Source information:
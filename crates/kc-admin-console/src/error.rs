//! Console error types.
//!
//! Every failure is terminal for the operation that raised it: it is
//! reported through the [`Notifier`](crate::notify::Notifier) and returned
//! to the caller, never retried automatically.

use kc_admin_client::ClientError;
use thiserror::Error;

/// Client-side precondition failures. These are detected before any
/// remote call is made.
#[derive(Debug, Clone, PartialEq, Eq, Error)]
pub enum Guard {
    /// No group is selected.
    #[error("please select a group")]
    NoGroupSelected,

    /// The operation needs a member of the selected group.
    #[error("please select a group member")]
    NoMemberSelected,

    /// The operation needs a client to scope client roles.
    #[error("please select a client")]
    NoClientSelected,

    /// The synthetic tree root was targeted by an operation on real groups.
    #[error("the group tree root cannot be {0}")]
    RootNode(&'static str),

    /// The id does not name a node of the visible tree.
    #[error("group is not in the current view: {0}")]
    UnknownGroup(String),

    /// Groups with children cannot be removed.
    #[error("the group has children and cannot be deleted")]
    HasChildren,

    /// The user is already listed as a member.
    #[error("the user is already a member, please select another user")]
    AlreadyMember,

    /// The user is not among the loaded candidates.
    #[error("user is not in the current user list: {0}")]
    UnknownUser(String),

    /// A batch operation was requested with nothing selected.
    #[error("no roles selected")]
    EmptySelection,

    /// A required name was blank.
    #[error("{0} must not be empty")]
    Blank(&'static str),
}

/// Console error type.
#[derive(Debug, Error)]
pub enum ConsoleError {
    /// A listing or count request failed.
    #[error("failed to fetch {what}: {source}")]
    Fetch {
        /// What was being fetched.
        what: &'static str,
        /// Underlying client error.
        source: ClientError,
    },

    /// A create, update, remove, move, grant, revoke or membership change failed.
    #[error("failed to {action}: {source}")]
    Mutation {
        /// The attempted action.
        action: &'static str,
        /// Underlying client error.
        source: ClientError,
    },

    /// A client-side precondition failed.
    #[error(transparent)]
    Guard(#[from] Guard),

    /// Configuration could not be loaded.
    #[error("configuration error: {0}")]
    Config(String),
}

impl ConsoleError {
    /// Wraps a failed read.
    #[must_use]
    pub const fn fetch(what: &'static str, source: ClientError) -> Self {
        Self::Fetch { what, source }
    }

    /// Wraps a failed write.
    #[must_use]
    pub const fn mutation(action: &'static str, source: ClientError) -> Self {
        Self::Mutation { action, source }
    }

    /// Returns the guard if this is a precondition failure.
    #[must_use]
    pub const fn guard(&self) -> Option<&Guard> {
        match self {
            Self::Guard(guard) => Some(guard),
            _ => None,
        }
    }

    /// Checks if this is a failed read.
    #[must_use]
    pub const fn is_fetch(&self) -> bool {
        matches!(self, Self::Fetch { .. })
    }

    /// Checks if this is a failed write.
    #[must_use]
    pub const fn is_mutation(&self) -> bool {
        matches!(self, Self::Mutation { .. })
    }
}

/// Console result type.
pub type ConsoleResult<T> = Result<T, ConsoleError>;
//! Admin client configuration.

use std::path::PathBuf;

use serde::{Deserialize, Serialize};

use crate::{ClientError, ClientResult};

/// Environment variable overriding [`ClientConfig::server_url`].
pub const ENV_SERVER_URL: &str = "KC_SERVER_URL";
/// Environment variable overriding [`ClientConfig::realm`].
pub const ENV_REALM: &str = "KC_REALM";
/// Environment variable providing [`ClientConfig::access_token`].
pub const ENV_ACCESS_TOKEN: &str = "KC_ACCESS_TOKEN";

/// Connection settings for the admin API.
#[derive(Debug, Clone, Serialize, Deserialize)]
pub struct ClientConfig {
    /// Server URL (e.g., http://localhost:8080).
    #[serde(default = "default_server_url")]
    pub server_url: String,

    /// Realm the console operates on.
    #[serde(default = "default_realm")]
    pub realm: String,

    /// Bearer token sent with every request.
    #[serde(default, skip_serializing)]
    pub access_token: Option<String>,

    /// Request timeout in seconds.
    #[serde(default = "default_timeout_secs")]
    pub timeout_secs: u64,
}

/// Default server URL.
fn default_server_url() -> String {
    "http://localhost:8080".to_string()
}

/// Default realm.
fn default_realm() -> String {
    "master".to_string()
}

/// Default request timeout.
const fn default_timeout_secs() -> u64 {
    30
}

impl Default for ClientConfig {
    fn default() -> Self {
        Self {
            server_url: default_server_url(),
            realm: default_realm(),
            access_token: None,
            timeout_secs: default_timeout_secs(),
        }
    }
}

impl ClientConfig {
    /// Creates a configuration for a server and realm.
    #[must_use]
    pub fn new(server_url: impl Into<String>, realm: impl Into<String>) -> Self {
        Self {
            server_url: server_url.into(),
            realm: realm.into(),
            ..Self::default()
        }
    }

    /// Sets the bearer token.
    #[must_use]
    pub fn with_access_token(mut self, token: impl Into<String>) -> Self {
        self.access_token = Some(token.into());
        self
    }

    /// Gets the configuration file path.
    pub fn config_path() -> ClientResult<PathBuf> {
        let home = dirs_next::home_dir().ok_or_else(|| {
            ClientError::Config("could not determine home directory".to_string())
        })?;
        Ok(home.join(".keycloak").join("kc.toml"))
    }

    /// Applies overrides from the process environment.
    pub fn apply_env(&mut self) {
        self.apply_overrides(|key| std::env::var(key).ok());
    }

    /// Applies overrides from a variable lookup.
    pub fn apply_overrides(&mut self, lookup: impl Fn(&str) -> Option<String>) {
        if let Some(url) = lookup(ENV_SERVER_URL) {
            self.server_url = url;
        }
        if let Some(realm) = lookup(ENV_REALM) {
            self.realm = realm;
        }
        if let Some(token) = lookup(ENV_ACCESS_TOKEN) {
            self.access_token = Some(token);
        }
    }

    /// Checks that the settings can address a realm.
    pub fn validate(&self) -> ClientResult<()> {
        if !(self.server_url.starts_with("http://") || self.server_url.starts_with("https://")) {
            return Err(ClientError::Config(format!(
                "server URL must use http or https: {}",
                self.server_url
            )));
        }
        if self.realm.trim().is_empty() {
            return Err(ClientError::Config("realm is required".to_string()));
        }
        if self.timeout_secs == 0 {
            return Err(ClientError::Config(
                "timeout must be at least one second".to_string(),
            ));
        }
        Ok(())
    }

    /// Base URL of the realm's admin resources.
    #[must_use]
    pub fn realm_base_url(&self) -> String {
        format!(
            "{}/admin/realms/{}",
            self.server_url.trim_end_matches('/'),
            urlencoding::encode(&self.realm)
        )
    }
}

The task: Look through the entries above, and wherever a line holds the word "Clone", copy it.

Answer space:
#[derive(Debug, Clone, PartialEq, Eq, Error)]
#[derive(Debug, Clone, Serialize, Deserialize)]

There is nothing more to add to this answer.